* **About this task**
This task calls for every entry below to be repeated exactly.

──────

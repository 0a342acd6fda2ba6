//! Frame preparation
//!
//! Once per wakeup the compositor advances fades by whole ticks, settles
//! finished transitions, decides which windows paint, binds their images,
//! walks the stack top-down for occlusion and emits a bottom-up paint
//! plan clipped to the accumulated damage. The redirect policy runs on
//! the same pass, so a frame never paints through a stale decision.

use std::time::{Duration, Instant};

use tracing::{debug, error, info, trace, warn};

use crate::comp::stack::WinHandle;
use crate::comp::window::{PaintMode, WinFlags, WinState};
use crate::comp::Compositor;
use crate::events::BypassHint;
use crate::geometry::{Rect, Region};

/// Windows below this opacity are treated as invisible.
const OPACITY_EPSILON: f64 = 1.0 / 255.0;

/// Elapsed time past this is a clock anomaly, not animation progress.
const MAX_CLOCK_JUMP: Duration = Duration::from_secs(5);

/// Converts wall-clock time into whole animation ticks. Fractional
/// remainders carry over, so long fades do not drift.
#[derive(Debug)]
pub struct FadeClock {
    delta: Duration,
    reference: Option<Instant>,
}

impl FadeClock {
    pub fn new(delta: Duration) -> Self {
        Self {
            delta: delta.max(Duration::from_millis(1)),
            reference: None,
        }
    }

    /// Whole ticks elapsed since the last call. A clock that runs
    /// backwards or jumps absurdly far resynchronizes and yields zero
    /// ticks instead of fast-forwarding every animation.
    pub fn advance(&mut self, now: Instant) -> u32 {
        let Some(reference) = self.reference else {
            self.reference = Some(now);
            return 0;
        };
        let Some(elapsed) = now.checked_duration_since(reference) else {
            warn!("clock went backwards, resynchronizing");
            self.reference = Some(now);
            return 0;
        };
        if elapsed > MAX_CLOCK_JUMP {
            warn!(?elapsed, "clock jumped, resynchronizing");
            self.reference = Some(now);
            return 0;
        }
        let ticks = (elapsed.as_nanos() / self.delta.as_nanos()) as u32;
        if ticks > 0 {
            self.reference = Some(reference + self.delta * ticks);
        }
        ticks
    }

    /// Time until the next tick boundary.
    pub fn until_next_tick(&self, now: Instant) -> Duration {
        match self.reference {
            None => self.delta,
            Some(reference) => (reference + self.delta).saturating_duration_since(now),
        }
    }
}

/// One window selected for painting this frame.
#[derive(Debug)]
pub struct PaintEntry {
    pub handle: WinHandle,
    /// Window extents minus the opaque area stacked above it, clipped to
    /// the screen. Never empty.
    pub region: Region,
}

/// Everything the renderer needs for one frame. Entries are in paint
/// order, bottom of the stack first.
#[derive(Debug)]
pub struct PaintPlan {
    pub entries: Vec<PaintEntry>,
    /// Screen area that must be repainted.
    pub damage: Region,
}

/// Outcome of one frame preparation pass.
#[derive(Debug)]
pub struct FrameResult {
    /// Present when there is something to draw. `None` while unredirected
    /// or when no damage accumulated.
    pub plan: Option<PaintPlan>,
    /// When the loop must wake again even without server events.
    pub timeout: Option<Duration>,
}

struct PassOutput {
    entries: Vec<PaintEntry>,
    /// A window qualified the screen for compositing bypass.
    unredir_candidate: bool,
}
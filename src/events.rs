//! Decoded event surface
//!
//! The compositor core consumes `Notification`s instead of wire events;
//! the X layer decodes protocol events and resolves property payloads
//! before anything reaches the core. The `Listener` trait is the outbound
//! side, fed to whatever control surface sits on top.

use serde::{Deserialize, Serialize};

use crate::geometry::{Geometry, Rect, Region};
use crate::Xid;

/// EWMH `_NET_WM_WINDOW_TYPE`, reduced to the types the compositor
/// distinguishes for per-type defaults.
#[derive(Debug, Clone, Copy, PartialEq, Eq, Hash, Default, Serialize, Deserialize)]
#[serde(rename_all = "kebab-case")]
pub enum WindowType {
    #[default]
    Normal,
    Desktop,
    Dock,
    Toolbar,
    Menu,
    Utility,
    Splash,
    Dialog,
    DropdownMenu,
    PopupMenu,
    Tooltip,
    Notification,
    Combo,
    Dnd,
    Unknown,
}

/// `_NET_WM_BYPASS_COMPOSITOR` hint.
#[derive(Debug, Clone, Copy, PartialEq, Eq, Default)]
pub enum BypassHint {
    #[default]
    NoPreference,
    /// The window asks to be unredirected.
    Bypass,
    /// The window asks to stay composited.
    Redirect,
}

impl BypassHint {
    pub fn from_property(value: Option<u32>) -> Self {
        match value {
            Some(1) => BypassHint::Bypass,
            Some(2) => BypassHint::Redirect,
            _ => BypassHint::NoPreference,
        }
    }
}

/// A property change, already fetched and decoded.
#[derive(Debug, Clone, PartialEq)]
pub enum PropertyKind {
    /// `_NET_WM_WINDOW_OPACITY`, scaled to [0, 1]. `None` means the
    /// property was deleted.
    Opacity(Option<f64>),
    BypassCompositor(BypassHint),
    WindowType(WindowType),
    /// `_NET_FRAME_EXTENTS` in pixels: left, right, top, bottom.
    FrameExtents(u32, u32, u32, u32),
}

/// One decoded event from the display server.
#[derive(Debug, Clone, PartialEq)]
pub enum Notification {
    Created {
        window: Xid,
        geometry: Geometry,
        border_width: u32,
        override_redirect: bool,
        /// The window has an alpha-capable visual.
        argb: bool,
    },
    Destroyed {
        window: Xid,
    },
    Mapped {
        window: Xid,
    },
    Unmapped {
        window: Xid,
    },
    Configured {
        window: Xid,
        geometry: Geometry,
        border_width: u32,
        /// Sibling the window now sits directly above; `None` puts it at
        /// the bottom of the stack.
        above_sibling: Option<Xid>,
    },
    Reparented {
        window: Xid,
        parent: Xid,
    },
    /// The client window inside a WM frame was (re)discovered, or went
    /// away. `window` is always the frame id.
    ClientChanged {
        window: Xid,
        client: Option<Xid>,
        leader: Option<Xid>,
    },
    Circulated {
        window: Xid,
        to_top: bool,
    },
    Property {
        window: Xid,
        kind: PropertyKind,
    },
    /// Content damage in window-local coordinates.
    Damaged {
        window: Xid,
        area: Rect,
    },
    /// New bounding shape in window-local coordinates; `None` restores
    /// the plain rectangle.
    ShapeChanged {
        window: Xid,
        bounding: Option<Region>,
    },
    FocusIn {
        window: Xid,
    },
    FocusOut {
        window: Xid,
    },
    /// The root window (screen) changed size.
    RootConfigured {
        width: u32,
        height: u32,
    },
}

/// Observer for window lifecycle milestones. All methods default to
/// no-ops so a listener only implements what it cares about.
pub trait Listener {
    fn window_added(&mut self, _window: Xid) {}
    fn window_destroyed(&mut self, _window: Xid) {}
    fn window_mapped(&mut self, _window: Xid) {}
    fn window_unmapped(&mut self, _window: Xid) {}
    fn focus_in(&mut self, _window: Xid) {}
    fn focus_out(&mut self, _window: Xid) {}
}

#[cfg(test)]
mod tests {
    use super::*;

    #[test]
    fn test_bypass_hint_decoding() {
        assert_eq!(BypassHint::from_property(None), BypassHint::NoPreference);
        assert_eq!(BypassHint::from_property(Some(0)), BypassHint::NoPreference);
        assert_eq!(BypassHint::from_property(Some(1)), BypassHint::Bypass);
        assert_eq!(BypassHint::from_property(Some(2)), BypassHint::Redirect);
        // Unknown values read as no preference.
        assert_eq!(BypassHint::from_property(Some(7)), BypassHint::NoPreference);
    }
}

──────

* **Reply**
repository 0a342acd6fda2ba6
//! Frame preparation
//!
//! Once per wakeup the compositor advances fades by whole ticks, settles
//! finished transitions, decides which windows paint, binds their images,
//! walks the stack top-down for occlusion and emits a bottom-up paint
//! plan clipped to the accumulated damage. The redirect policy runs on
//! the same pass, so a frame never paints through a stale decision.

use std::time::{Duration, Instant};

use tracing::{debug, error, info, trace, warn};

use crate::comp::stack::WinHandle;
use crate::comp::window::{PaintMode, WinFlags, WinState};
use crate::comp::Compositor;
use crate::events::BypassHint;
use crate::geometry::{Rect, Region};

/// Windows below this opacity are treated as invisible.
const OPACITY_EPSILON: f64 = 1.0 / 255.0;

/// Elapsed time past this is a clock anomaly, not animation progress.
const MAX_CLOCK_JUMP: Duration = Duration::from_secs(5);

/// Converts wall-clock time into whole animation ticks. Fractional
/// remainders carry over, so long fades do not drift.
#[derive(Debug)]
pub struct FadeClock {
    delta: Duration,
    reference: Option<Instant>,
}

impl FadeClock {
    pub fn new(delta: Duration) -> Self {
        Self {
            delta: delta.max(Duration::from_millis(1)),
            reference: None,
        }
    }

    /// Whole ticks elapsed since the last call. A clock that runs
    /// backwards or jumps absurdly far resynchronizes and yields zero
    /// ticks instead of fast-forwarding every animation.
    pub fn advance(&mut self, now: Instant) -> u32 {
        let Some(reference) = self.reference else {
            self.reference = Some(now);
            return 0;
        };
        let Some(elapsed) = now.checked_duration_since(reference) else {
            warn!("clock went backwards, resynchronizing");
            self.reference = Some(now);
            return 0;
        };
        if elapsed > MAX_CLOCK_JUMP {
            warn!(?elapsed, "clock jumped, resynchronizing");
            self.reference = Some(now);
            return 0;
        }
        let ticks = (elapsed.as_nanos() / self.delta.as_nanos()) as u32;
        if ticks > 0 {
            self.reference = Some(reference + self.delta * ticks);
        }
        ticks
    }

    /// Time until the next tick boundary.
    pub fn until_next_tick(&self, now: Instant) -> Duration {
        match self.reference {
            None => self.delta,
            Some(reference) => (reference + self.delta).saturating_duration_since(now),
        }
    }
}

/// One window selected for painting this frame.
#[derive(Debug)]
pub struct PaintEntry {
    pub handle: WinHandle,
    /// Window extents minus the opaque area stacked above it, clipped to
    /// the screen. Never empty.
    pub region: Region,
}

/// Everything the renderer needs for one frame. Entries are in paint
/// order, bottom of the stack first.
#[derive(Debug)]
pub struct PaintPlan {
    pub entries: Vec<PaintEntry>,
    /// Screen area that must be repainted.
    pub damage: Region,
}

/// Outcome of one frame preparation pass.
#[derive(Debug)]
pub struct FrameResult {
    /// Present when there is something to draw. `None` while unredirected
    /// or when no damage accumulated.
    pub plan: Option<PaintPlan>,
    /// When the loop must wake again even without server events.
    pub timeout: Option<Duration>,
}

struct PassOutput {
    entries: Vec<PaintEntry>,
    /// A window qualified the screen for compositing bypass.
    unredir_candidate: bool,
}
filename src/events.rs
//! Decoded event surface
//!
//! The compositor core consumes `Notification`s instead of wire events;
//! the X layer decodes protocol events and resolves property payloads
//! before anything reaches the core. The `Listener` trait is the outbound
//! side, fed to whatever control surface sits on top.

use serde::{Deserialize, Serialize};

use crate::geometry::{Geometry, Rect, Region};
use crate::Xid;

/// EWMH `_NET_WM_WINDOW_TYPE`, reduced to the types the compositor
/// distinguishes for per-type defaults.
#[derive(Debug, Clone, Copy, PartialEq, Eq, Hash, Default, Serialize, Deserialize)]
#[serde(rename_all = "kebab-case")]
pub enum WindowType {
    #[default]
    Normal,
    Desktop,
    Dock,
    Toolbar,
    Menu,
    Utility,
    Splash,
    Dialog,
    DropdownMenu,
    PopupMenu,
    Tooltip,
    Notification,
    Combo,
    Dnd,
    Unknown,
}

/// `_NET_WM_BYPASS_COMPOSITOR` hint.
#[derive(Debug, Clone, Copy, PartialEq, Eq, Default)]
pub enum BypassHint {
    #[default]
    NoPreference,
    /// The window asks to be unredirected.
    Bypass,
    /// The window asks to stay composited.
    Redirect,
}

impl BypassHint {
    pub fn from_property(value: Option<u32>) -> Self {
        match value {
            Some(1) => BypassHint::Bypass,
            Some(2) => BypassHint::Redirect,
            _ => BypassHint::NoPreference,
        }
    }
}

/// A property change, already fetched and decoded.
#[derive(Debug, Clone, PartialEq)]
pub enum PropertyKind {
    /// `_NET_WM_WINDOW_OPACITY`, scaled to [0, 1]. `None` means the
    /// property was deleted.
    Opacity(Option<f64>),
    BypassCompositor(BypassHint),
    WindowType(WindowType),
    /// `_NET_FRAME_EXTENTS` in pixels: left, right, top, bottom.
    FrameExtents(u32, u32, u32, u32),
}

/// One decoded event from the display server.
#[derive(Debug, Clone, PartialEq)]
pub enum Notification {
    Created {
        window: Xid,
        geometry: Geometry,
        border_width: u32,
        override_redirect: bool,
        /// The window has an alpha-capable visual.
        argb: bool,
    },
    Destroyed {
        window: Xid,
    },
    Mapped {
        window: Xid,
    },
    Unmapped {
        window: Xid,
    },
    Configured {
        window: Xid,
        geometry: Geometry,
        border_width: u32,
        /// Sibling the window now sits directly above; `None` puts it at
        /// the bottom of the stack.
        above_sibling: Option<Xid>,
    },
    Reparented {
        window: Xid,
        parent: Xid,
    },
    /// The client window inside a WM frame was (re)discovered, or went
    /// away. `window` is always the frame id.
    ClientChanged {
        window: Xid,
        client: Option<Xid>,
        leader: Option<Xid>,
    },
    Circulated {
        window: Xid,
        to_top: bool,
    },
    Property {
        window: Xid,
        kind: PropertyKind,
    },
    /// Content damage in window-local coordinates.
    Damaged {
        window: Xid,
        area: Rect,
    },
    /// New bounding shape in window-local coordinates; `None` restores
    /// the plain rectangle.
    ShapeChanged {
        window: Xid,
        bounding: Option<Region>,
    },
    FocusIn {
        window: Xid,
    },
    FocusOut {
        window: Xid,
    },
    /// The root window (screen) changed size.
    RootConfigured {
        width: u32,
        height: u32,
    },
}

/// Observer for window lifecycle milestones. All methods default to
/// no-ops so a listener only implements what it cares about.
pub trait Listener {
    fn window_added(&mut self, _window: Xid) {}
    fn window_destroyed(&mut self, _window: Xid) {}
    fn window_mapped(&mut self, _window: Xid) {}
    fn window_unmapped(&mut self, _window: Xid) {}
    fn focus_in(&mut self, _window: Xid) {}
    fn focus_out(&mut self, _window: Xid) {}
}

#[cfg(test)]
mod tests {
    use super::*;

    #[test]
    fn test_bypass_hint_decoding() {
        assert_eq!(BypassHint::from_property(None), BypassHint::NoPreference);
        assert_eq!(BypassHint::from_property(Some(0)), BypassHint::NoPreference);
        assert_eq!(BypassHint::from_property(Some(1)), BypassHint::Bypass);
        assert_eq!(BypassHint::from_property(Some(2)), BypassHint::Redirect);
        // Unknown values read as no preference.
        assert_eq!(BypassHint::from_property(Some(7)), BypassHint::NoPreference);
    }
}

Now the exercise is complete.